Problem —
Pick out all lines in the listing holding the string "timestamp" and copy them.

[Information given Boundary: Start]

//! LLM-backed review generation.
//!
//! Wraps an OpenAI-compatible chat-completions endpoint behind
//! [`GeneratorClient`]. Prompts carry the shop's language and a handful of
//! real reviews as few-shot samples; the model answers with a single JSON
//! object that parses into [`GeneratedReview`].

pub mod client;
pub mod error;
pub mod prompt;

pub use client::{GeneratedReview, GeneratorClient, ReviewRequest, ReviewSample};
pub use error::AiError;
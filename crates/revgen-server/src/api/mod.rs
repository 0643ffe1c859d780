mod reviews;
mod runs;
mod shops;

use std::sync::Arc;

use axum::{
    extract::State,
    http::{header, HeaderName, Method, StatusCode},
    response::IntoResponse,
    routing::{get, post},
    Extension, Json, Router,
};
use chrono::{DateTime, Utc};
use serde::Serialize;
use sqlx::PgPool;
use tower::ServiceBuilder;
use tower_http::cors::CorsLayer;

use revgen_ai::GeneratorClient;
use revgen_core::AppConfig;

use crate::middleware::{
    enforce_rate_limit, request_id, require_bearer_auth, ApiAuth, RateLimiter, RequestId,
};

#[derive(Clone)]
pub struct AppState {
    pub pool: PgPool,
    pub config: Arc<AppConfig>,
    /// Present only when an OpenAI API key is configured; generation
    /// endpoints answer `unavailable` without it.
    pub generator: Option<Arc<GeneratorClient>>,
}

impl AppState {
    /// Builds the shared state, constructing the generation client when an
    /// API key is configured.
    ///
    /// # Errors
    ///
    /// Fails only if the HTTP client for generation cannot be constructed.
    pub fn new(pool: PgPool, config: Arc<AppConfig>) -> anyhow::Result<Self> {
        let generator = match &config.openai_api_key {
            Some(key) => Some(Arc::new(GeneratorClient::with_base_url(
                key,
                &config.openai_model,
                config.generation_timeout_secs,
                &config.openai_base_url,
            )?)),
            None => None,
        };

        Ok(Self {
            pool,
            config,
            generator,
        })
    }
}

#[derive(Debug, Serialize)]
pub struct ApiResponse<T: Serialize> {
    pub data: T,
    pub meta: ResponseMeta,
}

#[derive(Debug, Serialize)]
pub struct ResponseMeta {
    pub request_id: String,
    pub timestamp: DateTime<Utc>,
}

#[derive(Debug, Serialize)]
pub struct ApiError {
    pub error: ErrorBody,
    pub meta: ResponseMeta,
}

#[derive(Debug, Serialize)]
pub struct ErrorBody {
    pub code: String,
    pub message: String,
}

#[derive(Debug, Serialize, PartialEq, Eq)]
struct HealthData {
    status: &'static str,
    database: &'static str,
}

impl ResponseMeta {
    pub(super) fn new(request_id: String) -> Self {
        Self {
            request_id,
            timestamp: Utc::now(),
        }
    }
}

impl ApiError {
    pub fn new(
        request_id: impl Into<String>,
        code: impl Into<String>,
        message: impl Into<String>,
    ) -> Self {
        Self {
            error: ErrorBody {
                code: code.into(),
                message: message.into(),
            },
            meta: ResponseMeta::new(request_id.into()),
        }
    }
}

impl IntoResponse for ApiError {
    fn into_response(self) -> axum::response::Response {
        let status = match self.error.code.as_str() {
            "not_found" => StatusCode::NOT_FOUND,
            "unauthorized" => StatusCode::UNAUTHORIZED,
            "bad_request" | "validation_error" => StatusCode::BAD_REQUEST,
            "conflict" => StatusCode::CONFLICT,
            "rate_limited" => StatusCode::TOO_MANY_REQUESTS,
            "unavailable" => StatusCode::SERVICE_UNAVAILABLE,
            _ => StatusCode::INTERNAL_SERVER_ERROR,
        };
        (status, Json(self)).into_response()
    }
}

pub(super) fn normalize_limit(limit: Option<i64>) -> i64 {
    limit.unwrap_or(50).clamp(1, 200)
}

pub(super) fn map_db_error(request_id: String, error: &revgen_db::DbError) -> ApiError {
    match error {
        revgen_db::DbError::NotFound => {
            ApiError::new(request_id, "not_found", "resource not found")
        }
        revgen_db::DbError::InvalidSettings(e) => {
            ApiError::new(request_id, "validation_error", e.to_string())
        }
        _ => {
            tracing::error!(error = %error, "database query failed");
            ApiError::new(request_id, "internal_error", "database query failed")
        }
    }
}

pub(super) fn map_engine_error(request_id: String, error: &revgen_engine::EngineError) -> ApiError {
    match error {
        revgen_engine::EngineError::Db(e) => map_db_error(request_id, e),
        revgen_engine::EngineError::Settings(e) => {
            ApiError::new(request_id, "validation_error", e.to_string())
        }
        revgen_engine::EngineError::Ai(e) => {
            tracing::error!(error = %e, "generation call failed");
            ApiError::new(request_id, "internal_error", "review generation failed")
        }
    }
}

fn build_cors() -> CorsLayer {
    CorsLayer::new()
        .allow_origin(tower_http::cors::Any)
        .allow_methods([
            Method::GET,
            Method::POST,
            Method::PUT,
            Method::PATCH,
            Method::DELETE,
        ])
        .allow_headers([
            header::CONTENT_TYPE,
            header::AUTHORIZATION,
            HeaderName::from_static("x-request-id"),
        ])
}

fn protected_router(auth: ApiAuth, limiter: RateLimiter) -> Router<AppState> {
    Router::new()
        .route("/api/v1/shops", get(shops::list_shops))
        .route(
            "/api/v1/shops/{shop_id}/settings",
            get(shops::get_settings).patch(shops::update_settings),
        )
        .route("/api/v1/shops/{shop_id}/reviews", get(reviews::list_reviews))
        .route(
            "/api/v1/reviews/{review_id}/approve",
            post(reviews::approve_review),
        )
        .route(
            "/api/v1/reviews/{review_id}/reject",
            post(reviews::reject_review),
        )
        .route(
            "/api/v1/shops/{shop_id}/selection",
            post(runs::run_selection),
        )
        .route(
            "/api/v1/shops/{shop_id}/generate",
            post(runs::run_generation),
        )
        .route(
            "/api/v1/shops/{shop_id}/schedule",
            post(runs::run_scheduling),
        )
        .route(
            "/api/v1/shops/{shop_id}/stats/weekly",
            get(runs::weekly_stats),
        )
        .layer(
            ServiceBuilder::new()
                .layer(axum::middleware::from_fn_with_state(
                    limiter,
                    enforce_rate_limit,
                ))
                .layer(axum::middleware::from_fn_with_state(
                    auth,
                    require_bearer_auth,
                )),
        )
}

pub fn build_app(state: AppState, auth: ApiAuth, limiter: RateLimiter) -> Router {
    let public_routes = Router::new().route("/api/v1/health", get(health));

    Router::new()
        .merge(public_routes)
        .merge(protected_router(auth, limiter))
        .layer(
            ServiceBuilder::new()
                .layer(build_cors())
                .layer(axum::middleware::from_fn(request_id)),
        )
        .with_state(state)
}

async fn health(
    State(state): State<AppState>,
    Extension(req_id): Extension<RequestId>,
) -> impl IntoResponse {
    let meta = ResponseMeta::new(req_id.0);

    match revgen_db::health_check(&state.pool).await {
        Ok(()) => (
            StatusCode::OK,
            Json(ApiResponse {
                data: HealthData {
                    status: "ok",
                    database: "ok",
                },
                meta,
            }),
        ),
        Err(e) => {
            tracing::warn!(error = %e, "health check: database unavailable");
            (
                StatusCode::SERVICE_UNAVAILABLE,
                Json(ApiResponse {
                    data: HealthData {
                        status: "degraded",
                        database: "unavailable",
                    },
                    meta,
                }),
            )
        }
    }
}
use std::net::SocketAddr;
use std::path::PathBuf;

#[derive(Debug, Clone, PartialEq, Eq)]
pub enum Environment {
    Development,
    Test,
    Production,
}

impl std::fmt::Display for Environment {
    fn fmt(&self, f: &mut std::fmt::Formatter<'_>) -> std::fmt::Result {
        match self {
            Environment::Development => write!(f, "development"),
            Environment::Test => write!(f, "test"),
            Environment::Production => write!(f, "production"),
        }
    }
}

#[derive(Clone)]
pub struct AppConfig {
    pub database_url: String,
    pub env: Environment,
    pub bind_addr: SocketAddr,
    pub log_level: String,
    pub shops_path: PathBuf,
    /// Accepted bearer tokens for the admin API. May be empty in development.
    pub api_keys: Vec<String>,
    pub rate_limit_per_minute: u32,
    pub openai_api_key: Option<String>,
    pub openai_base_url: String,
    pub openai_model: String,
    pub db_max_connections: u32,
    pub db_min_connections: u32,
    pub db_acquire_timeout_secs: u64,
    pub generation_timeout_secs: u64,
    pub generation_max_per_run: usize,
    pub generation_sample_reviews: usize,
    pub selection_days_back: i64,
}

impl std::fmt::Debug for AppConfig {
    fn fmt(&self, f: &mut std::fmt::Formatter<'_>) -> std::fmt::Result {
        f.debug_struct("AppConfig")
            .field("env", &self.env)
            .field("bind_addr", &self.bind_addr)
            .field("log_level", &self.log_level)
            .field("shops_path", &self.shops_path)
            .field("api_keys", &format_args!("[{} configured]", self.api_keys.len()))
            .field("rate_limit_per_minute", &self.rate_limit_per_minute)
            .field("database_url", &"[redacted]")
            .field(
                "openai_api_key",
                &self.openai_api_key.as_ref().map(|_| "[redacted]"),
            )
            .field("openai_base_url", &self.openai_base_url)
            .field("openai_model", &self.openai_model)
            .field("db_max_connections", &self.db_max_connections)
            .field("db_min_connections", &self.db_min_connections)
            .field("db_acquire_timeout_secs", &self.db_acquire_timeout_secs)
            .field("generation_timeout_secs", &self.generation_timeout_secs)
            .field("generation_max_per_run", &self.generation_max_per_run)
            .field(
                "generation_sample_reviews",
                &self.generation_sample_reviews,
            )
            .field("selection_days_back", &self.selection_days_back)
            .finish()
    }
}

[Information given Boundary: End]
[Information given Boundary: Start]

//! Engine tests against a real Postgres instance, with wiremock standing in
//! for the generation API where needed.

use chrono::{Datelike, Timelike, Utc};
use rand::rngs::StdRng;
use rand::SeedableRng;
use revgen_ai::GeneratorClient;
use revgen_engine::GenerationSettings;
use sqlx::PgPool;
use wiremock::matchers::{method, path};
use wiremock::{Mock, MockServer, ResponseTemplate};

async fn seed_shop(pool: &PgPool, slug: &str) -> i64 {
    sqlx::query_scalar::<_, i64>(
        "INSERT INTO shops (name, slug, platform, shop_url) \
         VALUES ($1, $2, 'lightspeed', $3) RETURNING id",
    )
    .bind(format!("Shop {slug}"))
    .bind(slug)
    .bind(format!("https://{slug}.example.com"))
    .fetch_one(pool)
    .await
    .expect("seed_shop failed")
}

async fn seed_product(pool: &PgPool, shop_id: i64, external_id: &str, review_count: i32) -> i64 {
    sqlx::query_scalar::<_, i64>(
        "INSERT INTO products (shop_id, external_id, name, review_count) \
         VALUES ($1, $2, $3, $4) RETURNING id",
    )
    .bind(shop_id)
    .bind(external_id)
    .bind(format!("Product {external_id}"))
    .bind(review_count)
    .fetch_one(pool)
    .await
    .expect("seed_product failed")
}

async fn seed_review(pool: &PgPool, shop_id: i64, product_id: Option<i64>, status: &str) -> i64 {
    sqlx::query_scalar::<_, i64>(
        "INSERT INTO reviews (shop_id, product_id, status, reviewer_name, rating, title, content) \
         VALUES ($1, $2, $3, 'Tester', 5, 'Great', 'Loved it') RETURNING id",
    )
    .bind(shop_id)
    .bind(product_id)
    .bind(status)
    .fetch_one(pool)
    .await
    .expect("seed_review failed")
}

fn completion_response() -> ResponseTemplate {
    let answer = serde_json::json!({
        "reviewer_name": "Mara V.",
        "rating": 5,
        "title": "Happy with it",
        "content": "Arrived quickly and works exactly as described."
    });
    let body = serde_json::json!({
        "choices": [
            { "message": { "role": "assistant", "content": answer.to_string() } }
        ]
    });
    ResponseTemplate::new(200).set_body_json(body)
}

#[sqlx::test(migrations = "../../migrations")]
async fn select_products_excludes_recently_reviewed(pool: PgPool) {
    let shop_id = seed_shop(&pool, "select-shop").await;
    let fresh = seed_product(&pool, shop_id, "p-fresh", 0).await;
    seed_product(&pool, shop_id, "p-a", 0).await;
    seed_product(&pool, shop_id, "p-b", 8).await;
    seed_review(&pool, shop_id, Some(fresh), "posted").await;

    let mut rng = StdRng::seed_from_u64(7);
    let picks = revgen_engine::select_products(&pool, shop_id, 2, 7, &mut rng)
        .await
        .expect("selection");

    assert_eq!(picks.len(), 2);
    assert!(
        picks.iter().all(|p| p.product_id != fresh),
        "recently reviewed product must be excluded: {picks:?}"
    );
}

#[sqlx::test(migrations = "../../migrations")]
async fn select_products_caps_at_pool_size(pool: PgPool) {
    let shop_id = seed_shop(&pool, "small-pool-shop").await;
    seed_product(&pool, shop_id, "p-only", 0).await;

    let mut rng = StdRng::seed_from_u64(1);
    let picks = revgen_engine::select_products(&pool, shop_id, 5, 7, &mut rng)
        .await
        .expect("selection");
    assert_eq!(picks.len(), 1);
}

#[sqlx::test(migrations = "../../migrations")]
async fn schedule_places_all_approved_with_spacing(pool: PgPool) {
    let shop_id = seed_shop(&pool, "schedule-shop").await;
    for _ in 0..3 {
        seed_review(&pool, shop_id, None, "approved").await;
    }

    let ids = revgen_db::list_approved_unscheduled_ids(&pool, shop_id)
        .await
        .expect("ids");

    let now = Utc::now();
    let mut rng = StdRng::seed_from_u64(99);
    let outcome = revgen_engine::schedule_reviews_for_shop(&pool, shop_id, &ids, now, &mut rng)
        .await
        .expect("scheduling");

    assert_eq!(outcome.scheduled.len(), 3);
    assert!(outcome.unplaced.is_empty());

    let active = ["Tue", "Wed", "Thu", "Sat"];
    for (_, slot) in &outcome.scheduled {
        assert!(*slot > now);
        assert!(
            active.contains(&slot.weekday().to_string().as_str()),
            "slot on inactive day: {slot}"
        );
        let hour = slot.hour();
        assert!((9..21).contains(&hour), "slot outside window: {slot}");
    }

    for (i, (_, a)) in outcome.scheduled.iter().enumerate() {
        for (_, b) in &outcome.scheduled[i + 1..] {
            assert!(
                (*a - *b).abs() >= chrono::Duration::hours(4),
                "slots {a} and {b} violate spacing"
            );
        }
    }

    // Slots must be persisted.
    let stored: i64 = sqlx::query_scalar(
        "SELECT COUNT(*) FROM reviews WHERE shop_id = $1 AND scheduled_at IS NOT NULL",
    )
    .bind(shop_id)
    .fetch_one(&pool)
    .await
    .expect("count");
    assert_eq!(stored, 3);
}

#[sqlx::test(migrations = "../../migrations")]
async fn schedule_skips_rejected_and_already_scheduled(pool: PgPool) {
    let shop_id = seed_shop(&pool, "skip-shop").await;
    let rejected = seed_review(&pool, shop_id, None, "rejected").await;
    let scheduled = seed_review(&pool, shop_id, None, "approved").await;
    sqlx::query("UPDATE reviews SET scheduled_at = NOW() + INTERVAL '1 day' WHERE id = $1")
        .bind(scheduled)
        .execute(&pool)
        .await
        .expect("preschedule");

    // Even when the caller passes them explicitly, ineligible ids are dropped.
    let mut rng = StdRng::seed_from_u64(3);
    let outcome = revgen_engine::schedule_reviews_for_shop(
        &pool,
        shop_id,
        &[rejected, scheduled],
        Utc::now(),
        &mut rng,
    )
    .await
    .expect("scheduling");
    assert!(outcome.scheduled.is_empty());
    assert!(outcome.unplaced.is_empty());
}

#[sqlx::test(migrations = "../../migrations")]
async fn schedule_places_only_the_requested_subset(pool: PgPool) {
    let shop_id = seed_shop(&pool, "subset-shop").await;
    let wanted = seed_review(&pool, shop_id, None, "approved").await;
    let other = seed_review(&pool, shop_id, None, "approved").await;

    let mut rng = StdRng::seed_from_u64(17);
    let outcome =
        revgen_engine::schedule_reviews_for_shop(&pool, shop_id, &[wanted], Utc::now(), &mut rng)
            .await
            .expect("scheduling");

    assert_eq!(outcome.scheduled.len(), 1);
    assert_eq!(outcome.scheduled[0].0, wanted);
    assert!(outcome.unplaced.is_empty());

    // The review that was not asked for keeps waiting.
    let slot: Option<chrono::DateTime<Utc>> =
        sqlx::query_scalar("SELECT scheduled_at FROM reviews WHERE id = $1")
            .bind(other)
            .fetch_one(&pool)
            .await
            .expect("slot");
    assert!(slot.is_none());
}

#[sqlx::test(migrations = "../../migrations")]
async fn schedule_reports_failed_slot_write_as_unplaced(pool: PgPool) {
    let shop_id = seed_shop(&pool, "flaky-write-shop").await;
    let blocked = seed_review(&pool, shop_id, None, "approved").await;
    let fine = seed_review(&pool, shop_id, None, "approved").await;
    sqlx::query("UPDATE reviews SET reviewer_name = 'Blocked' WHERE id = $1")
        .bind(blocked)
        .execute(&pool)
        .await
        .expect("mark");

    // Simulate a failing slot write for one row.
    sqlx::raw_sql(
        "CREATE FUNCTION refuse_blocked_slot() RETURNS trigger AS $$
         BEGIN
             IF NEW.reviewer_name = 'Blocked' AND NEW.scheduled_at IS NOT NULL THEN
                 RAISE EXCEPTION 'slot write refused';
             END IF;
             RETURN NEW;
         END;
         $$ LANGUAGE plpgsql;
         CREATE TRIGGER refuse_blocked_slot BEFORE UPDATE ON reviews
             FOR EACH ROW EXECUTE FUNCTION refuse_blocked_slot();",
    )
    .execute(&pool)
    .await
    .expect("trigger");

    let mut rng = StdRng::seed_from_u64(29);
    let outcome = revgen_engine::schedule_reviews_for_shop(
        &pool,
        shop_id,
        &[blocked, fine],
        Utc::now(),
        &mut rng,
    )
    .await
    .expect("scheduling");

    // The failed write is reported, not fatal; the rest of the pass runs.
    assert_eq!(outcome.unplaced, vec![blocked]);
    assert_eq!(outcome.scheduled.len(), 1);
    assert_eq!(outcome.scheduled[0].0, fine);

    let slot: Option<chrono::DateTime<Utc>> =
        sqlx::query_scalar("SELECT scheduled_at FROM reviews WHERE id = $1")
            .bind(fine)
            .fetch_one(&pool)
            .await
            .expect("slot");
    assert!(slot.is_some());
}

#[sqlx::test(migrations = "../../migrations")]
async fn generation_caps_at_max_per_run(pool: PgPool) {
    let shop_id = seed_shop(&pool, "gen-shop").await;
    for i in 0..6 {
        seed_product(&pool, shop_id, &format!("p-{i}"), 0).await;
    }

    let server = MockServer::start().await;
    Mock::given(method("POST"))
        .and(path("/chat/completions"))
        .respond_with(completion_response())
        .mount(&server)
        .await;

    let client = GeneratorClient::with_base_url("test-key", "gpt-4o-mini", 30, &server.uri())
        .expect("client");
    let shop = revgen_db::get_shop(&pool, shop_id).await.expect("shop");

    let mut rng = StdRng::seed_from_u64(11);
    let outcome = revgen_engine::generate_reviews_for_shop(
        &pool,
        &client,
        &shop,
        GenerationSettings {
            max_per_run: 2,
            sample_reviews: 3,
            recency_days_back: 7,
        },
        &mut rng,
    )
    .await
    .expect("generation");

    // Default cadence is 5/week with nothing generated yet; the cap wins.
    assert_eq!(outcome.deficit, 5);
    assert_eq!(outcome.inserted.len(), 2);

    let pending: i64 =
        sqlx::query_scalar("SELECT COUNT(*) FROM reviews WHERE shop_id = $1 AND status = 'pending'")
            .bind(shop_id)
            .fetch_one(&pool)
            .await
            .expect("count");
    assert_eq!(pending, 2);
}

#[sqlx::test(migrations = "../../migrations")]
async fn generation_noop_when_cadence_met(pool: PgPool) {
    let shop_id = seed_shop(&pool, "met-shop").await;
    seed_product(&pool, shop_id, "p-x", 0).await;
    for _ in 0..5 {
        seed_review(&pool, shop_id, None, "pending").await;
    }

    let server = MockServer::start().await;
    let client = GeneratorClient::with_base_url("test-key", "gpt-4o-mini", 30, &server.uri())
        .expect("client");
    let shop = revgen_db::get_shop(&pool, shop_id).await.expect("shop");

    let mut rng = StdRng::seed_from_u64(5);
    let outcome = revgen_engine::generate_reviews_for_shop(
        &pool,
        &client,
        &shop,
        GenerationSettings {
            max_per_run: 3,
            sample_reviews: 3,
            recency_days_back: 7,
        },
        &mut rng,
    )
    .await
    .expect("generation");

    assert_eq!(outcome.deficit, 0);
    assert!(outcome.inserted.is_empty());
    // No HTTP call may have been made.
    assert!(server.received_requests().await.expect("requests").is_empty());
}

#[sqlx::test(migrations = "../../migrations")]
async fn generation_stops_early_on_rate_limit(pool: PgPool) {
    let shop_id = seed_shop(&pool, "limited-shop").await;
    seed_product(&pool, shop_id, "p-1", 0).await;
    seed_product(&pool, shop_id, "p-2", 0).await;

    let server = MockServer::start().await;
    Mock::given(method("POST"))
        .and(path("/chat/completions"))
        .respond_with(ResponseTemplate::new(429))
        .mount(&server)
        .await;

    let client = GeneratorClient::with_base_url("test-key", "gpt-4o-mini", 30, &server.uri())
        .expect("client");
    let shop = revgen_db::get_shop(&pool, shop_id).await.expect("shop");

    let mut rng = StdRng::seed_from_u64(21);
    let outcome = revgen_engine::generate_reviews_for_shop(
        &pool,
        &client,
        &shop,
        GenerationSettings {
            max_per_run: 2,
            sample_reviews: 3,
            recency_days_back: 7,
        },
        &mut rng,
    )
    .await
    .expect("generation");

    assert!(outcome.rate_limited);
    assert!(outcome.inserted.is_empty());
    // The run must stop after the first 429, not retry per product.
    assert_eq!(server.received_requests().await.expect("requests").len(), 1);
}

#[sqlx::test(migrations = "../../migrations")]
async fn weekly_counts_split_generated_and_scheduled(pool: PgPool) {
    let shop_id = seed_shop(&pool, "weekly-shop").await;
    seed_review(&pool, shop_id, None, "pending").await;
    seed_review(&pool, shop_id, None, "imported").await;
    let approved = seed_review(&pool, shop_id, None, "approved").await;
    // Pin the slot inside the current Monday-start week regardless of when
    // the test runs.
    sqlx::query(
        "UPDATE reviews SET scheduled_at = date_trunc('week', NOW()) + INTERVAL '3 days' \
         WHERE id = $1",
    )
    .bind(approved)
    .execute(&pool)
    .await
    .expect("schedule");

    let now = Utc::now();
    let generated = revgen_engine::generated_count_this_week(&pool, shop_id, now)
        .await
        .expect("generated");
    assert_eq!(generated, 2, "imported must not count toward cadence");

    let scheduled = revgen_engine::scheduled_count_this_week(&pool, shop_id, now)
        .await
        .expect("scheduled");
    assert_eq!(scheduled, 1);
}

[Information given Boundary: End]

Answer for this exercise —
    pub timestamp: DateTime<Utc>,
            timestamp: Utc::now(),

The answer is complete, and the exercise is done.